Everybody who has read Moby-Dick knows the unsettling feeling that hints at something deeper, something beyond the narrative itself. In Mardi, the same foreboding atmosphere is suddenly present, only does Melville not quite know what to do with it. In Chapter 119, called "Dreams" [p. 1021-1023 in the LOA Edition] the narrator places himself in a long line of writers, "French bugles and horns" as he calls them in an orchestral analogy. The closing passage, moreover, provides a strange image: "My cheek blanches white while I write; I start at the scratch of my pen; my own mad brood of eagles devours me; fain would I unsay this audacity; but an iron-mailed hand clenches mine in a vice, and prints down every letter in my spite."

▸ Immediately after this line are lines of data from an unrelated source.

//! Markdown catalog of every feature in the dataset.
//!
//! Feature paths are grouped by their `:` segments; each segment becomes a
//! heading one level deeper than its parent (capped at `######`).

use caniuse_core::{CompatDataset, CompatStatement, PATH_SEPARATOR};

const MAX_HEADING_LEVEL: usize = 6;

const PREAMBLE: &str = "# Can I Use Embed Features\n\n\
This document lists all available features in the Can I Use embed, organized by category and path.\n\n";

#[derive(Debug, Default)]
struct Group<'a> {
    features: Vec<(&'a str, &'a CompatStatement)>,
    /// Child groups in first-seen order
    children: Vec<(&'a str, Group<'a>)>,
}

impl<'a> Group<'a> {
    fn child(&mut self, segment: &'a str) -> &mut Group<'a> {
        let index = match self.children.iter().position(|(name, _)| *name == segment) {
            Some(index) => index,
            None => {
                self.children.push((segment, Group::default()));
                self.children.len() - 1
            }
        };
        &mut self.children[index].1
    }

    fn insert(&mut self, path: &'a str, compat: &'a CompatStatement) {
        let group = path
            .split(PATH_SEPARATOR)
            .fold(self, |group, segment| group.child(segment));
        group.features.push((path, compat));
    }
}

pub fn render(dataset: &CompatDataset) -> String {
    let mut root = Group::default();
    for (path, compat) in dataset.catalog() {
        root.insert(path, compat);
    }

    let mut out = String::from(PREAMBLE);
    render_children(&root, 1, &mut out);
    out
}

fn render_children(group: &Group<'_>, level: usize, out: &mut String) {
    let heading = "#".repeat((level + 1).min(MAX_HEADING_LEVEL));

    for (name, child) in &group.children {
        out.push_str(&format!("{} {}\n\n", heading, name));

        if !child.features.is_empty() {
            for (path, compat) in &child.features {
                out.push_str(&feature_line(path, compat));
                out.push('\n');
            }
            out.push('\n');
        }

        render_children(child, level + 1, out);
    }
}

fn feature_line(path: &str, compat: &CompatStatement) -> String {
    let mut line = format!("- **{}**", path);
    if let Some(description) = &compat.description {
        line.push_str(&format!(" - {}", description));
    }
    if let Some(url) = &compat.mdn_url {
        line.push_str(&format!(" ([MDN]({}))", url));
    }
    if !compat.tags.is_empty() {
        line.push_str(&format!(" `{}`", compat.tags.join("`, `")));
    }
    line
}
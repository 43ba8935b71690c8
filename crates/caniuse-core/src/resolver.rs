//! Minimum version resolution.
//!
//! Reduces a browser's support timeline to one verdict and merges the
//! verdicts of several features into the earliest version where all of them
//! are available together.
//!
//! ```text
//! feature ids ─→ dataset lookup ─→ timeline per browser ─→ verdict per browser
//!                                                               │
//!                         merged verdict per browser ←── merge across features
//! ```

use std::cmp::Ordering;
use std::collections::HashMap;

use crate::compat::{BrowserId, SupportEntry, SupportStatement};
use crate::dataset::CompatDataset;
use crate::error::CompatError;
use crate::verdict::MinimumBrowserVersion;

/// Reduce one browser's raw timeline to a verdict tagged with
/// [`BrowserId::UNKNOWN`].
///
/// Rows are sorted by their effective release (the removal release for
/// removal rows), with a removal sorting after an addition of the same
/// release. If nothing was ever removed the earliest row decides. If the
/// last removal is also the last row the feature ends removed. Otherwise
/// the row right after the last removal decides.
///
/// A deciding row whose `version_added` names no numbered release
/// (`true`, `"preview"`) yields an unsupported verdict rather than a
/// guessed version.
pub fn find_feature_support(
    statement: &SupportStatement,
) -> Result<MinimumBrowserVersion, CompatError> {
    let mut timeline: Vec<&SupportEntry> = statement.entries().iter().collect();
    if timeline.is_empty() {
        return Err(CompatError::EmptyTimeline {
            browser: BrowserId::UNKNOWN.to_string(),
        });
    }

    timeline.sort_by(|a, b| chronological(a, b));

    let deciding = match timeline.iter().rposition(|entry| entry.has_removal()) {
        None => timeline[0],
        Some(last_removal) => match timeline.get(last_removal + 1) {
            Some(readded) => *readded,
            None => return Ok(MinimumBrowserVersion::unsupported(BrowserId::unknown())),
        },
    };

    Ok(verdict_from_entry(deciding))
}

/// Rows without a numbered release (`"preview"`, `true`) sort last. At the
/// same release an unflagged row precedes a flagged one and a full
/// implementation precedes a partial one, so input order never matters.
fn chronological(a: &SupportEntry, b: &SupportEntry) -> Ordering {
    let by_release = match (a.effective_release(), b.effective_release()) {
        (Some(left), Some(right)) => left.cmp_release(&right),
        (Some(_), None) => Ordering::Less,
        (None, Some(_)) => Ordering::Greater,
        (None, None) => Ordering::Equal,
    };

    by_release
        .then_with(|| a.has_removal().cmp(&b.has_removal()))
        .then_with(|| a.is_behind_flag().cmp(&b.is_behind_flag()))
        .then_with(|| a.is_partial().cmp(&b.is_partial()))
}

fn verdict_from_entry(entry: &SupportEntry) -> MinimumBrowserVersion {
    match entry.added_release() {
        Some(version) => MinimumBrowserVersion::supported(
            BrowserId::unknown(),
            version,
            entry.is_partial(),
            entry.is_behind_flag(),
        ),
        None => MinimumBrowserVersion::unsupported(BrowserId::unknown()),
    }
}
//! caniuse-core: minimum browser versions from browser-compat-data
//!
//! Reduces each browser's add/remove support timeline for a feature to a
//! single verdict, and merges verdicts across features into the earliest
//! release where all of them are available.
//!
//! # Example
//!
//! ```
//! use caniuse_core::{CompatDataset, Resolver};
//!
//! let dataset = CompatDataset::from_json_str(r#"{
//!     "api": { "AbortController": { "__compat": { "support": {
//!         "chrome": { "version_added": "66" },
//!         "safari": [{ "version_added": "12.1" }, { "version_added": "11.1", "version_removed": "12" }]
//!     } } } }
//! }"#).unwrap();
//!
//! let verdicts = Resolver::new(&dataset)
//!     .get_lowest_version_for_feature("api:abortcontroller")
//!     .unwrap();
//!
//! assert_eq!(verdicts[0].minimum_version().unwrap().to_string(), "66.0.0");
//! assert!(verdicts[1].is_supported());
//! ```

pub mod compat;
pub mod dataset;
pub mod error;
pub mod resolver;
pub mod verdict;
pub mod version;

pub use compat::{BrowserId, CompatStatement, SupportEntry, SupportStatement, VersionValue};
pub use dataset::{CompatDataset, Feature, PATH_SEPARATOR};
pub use error::CompatError;
pub use resolver::{find_feature_support, Resolver};
pub use verdict::MinimumBrowserVersion;
pub use version::{Version, VersionParseError};

/// Library version
pub const CANIUSE_VERSION: &str = env!("CARGO_PKG_VERSION");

There are passages in the few letters that have survived from the correspondence between Melville and Hawthorne, that evoke similar feelings. There is no sense in judging how much of it is Melville's true spirit, but the emotional state he describes and the notion his texts awake in the reader coincide rather much, at times.
Whenever he is in that raving mood, that soaring way of handling words and philosophy until the boundaries of sense and nonsense blur, in Moby-Dick he writes some of the most beautiful stuff that ever came to be a novel. But then, in Moby-Dick, everyone can sense the purpose. In Mardi, however, he has not found his true path yet. He should write two more rather banal books until he'd have a second go at the transcendent, if you will.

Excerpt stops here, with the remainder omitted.